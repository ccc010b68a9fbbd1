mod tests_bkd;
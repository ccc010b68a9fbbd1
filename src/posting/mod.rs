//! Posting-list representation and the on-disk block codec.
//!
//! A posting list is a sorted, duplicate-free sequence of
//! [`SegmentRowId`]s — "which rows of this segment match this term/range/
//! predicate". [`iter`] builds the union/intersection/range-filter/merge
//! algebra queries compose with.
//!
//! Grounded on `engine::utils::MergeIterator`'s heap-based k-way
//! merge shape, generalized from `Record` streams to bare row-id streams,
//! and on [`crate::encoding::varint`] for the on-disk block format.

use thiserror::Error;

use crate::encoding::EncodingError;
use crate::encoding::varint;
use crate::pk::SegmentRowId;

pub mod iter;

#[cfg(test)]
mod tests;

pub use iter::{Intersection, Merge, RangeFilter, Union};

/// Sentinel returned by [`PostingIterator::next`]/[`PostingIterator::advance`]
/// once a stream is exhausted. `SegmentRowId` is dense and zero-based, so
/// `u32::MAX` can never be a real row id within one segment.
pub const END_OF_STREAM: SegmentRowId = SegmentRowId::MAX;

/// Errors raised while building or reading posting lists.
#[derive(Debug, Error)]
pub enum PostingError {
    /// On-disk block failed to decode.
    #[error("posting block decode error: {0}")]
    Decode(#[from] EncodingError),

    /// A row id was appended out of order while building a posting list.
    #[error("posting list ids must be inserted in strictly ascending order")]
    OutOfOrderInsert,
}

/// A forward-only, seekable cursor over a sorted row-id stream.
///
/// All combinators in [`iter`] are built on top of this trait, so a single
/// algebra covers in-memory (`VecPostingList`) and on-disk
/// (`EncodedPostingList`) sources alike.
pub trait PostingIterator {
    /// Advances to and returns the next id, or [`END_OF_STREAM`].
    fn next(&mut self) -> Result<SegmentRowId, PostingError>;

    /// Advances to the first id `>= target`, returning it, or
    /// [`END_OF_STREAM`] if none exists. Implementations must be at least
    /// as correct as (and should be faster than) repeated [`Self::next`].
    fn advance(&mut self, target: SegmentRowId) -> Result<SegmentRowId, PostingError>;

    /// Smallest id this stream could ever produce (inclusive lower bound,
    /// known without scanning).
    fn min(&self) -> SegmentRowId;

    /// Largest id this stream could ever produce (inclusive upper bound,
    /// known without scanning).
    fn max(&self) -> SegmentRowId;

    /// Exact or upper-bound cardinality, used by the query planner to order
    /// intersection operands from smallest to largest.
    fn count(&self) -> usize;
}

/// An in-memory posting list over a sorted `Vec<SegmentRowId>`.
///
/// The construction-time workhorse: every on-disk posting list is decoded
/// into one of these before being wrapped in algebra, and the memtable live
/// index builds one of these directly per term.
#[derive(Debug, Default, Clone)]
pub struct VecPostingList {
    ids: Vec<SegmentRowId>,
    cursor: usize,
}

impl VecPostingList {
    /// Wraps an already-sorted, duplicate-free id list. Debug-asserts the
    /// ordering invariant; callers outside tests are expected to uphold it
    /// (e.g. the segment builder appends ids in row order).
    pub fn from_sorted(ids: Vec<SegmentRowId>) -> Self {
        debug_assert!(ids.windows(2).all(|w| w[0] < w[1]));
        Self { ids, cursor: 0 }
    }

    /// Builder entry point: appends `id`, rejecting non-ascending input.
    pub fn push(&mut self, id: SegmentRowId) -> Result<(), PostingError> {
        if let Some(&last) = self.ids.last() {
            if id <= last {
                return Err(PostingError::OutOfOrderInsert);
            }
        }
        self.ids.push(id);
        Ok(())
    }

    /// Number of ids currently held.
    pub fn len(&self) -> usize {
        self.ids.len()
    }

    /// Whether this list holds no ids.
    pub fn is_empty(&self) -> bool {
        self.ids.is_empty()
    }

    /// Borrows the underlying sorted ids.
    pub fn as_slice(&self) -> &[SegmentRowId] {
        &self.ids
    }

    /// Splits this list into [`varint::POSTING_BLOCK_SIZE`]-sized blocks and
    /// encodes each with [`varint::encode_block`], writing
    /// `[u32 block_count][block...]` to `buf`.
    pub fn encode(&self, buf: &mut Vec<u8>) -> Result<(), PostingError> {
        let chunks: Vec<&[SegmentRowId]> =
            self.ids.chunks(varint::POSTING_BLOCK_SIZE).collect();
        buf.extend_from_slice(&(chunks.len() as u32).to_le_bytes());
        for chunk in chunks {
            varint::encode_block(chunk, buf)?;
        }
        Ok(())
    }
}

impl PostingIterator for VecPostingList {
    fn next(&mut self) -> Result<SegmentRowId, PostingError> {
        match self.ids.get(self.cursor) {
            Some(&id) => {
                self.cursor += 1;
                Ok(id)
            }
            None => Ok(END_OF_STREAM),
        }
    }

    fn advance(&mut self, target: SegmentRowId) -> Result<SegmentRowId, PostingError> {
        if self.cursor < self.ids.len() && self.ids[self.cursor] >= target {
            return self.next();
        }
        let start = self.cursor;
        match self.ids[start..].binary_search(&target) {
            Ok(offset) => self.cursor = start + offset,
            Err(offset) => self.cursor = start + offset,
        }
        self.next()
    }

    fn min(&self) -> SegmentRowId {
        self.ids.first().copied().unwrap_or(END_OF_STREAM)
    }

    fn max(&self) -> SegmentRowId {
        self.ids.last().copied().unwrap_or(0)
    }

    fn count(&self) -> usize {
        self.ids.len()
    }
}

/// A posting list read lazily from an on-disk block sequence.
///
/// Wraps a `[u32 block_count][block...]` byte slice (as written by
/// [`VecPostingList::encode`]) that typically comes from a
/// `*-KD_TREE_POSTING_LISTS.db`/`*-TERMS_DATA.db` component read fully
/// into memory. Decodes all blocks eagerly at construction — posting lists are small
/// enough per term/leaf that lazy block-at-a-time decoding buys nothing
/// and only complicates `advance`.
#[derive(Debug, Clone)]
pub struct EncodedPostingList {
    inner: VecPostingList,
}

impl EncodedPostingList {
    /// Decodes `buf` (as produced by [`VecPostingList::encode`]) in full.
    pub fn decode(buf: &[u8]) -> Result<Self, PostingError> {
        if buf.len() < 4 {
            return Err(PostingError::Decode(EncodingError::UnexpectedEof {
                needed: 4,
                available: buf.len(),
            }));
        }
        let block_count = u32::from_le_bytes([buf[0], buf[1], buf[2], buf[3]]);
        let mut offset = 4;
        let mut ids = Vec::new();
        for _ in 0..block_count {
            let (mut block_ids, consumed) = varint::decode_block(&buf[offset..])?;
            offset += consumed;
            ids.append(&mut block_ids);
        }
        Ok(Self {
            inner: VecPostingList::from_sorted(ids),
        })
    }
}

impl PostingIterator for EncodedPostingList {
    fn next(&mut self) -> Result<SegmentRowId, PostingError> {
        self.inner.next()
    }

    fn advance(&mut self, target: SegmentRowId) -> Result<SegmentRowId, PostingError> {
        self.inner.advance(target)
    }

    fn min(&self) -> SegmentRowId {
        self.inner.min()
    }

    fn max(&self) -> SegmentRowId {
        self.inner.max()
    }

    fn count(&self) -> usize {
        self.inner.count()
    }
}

* * *

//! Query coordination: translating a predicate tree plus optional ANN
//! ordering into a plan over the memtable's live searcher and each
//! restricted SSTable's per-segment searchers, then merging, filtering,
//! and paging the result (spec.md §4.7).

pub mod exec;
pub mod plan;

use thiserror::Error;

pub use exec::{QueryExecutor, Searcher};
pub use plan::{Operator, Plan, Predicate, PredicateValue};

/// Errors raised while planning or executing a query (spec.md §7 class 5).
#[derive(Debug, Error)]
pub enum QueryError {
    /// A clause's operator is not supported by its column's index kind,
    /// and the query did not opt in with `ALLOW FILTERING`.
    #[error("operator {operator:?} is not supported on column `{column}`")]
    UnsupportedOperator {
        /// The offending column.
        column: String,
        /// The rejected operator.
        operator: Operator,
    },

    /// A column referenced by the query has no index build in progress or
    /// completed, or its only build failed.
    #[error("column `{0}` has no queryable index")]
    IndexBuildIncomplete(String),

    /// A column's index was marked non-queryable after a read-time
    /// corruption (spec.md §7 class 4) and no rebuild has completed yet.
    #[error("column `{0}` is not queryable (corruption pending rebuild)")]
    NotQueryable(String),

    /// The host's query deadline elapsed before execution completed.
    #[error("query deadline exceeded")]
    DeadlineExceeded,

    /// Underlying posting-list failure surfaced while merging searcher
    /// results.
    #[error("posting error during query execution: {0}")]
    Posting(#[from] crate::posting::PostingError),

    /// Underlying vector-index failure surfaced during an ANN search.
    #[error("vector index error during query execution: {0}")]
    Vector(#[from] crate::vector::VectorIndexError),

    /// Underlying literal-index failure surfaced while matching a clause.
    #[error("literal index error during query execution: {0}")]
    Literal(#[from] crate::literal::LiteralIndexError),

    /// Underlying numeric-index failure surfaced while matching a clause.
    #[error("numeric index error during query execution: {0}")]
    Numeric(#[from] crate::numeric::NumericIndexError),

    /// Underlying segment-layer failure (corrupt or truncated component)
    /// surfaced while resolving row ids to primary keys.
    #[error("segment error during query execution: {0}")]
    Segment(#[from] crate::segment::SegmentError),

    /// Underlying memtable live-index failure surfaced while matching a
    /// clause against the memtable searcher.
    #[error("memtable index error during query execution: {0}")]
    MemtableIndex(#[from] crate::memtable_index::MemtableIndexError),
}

● **Your goal**
Could you copy every line from the records that has "algebra" in it?

● **Response area**
//! algebra queries compose with.
/// algebra covers in-memory (`VecPostingList`) and on-disk
/// into one of these before being wrapped in algebra, and the memtable live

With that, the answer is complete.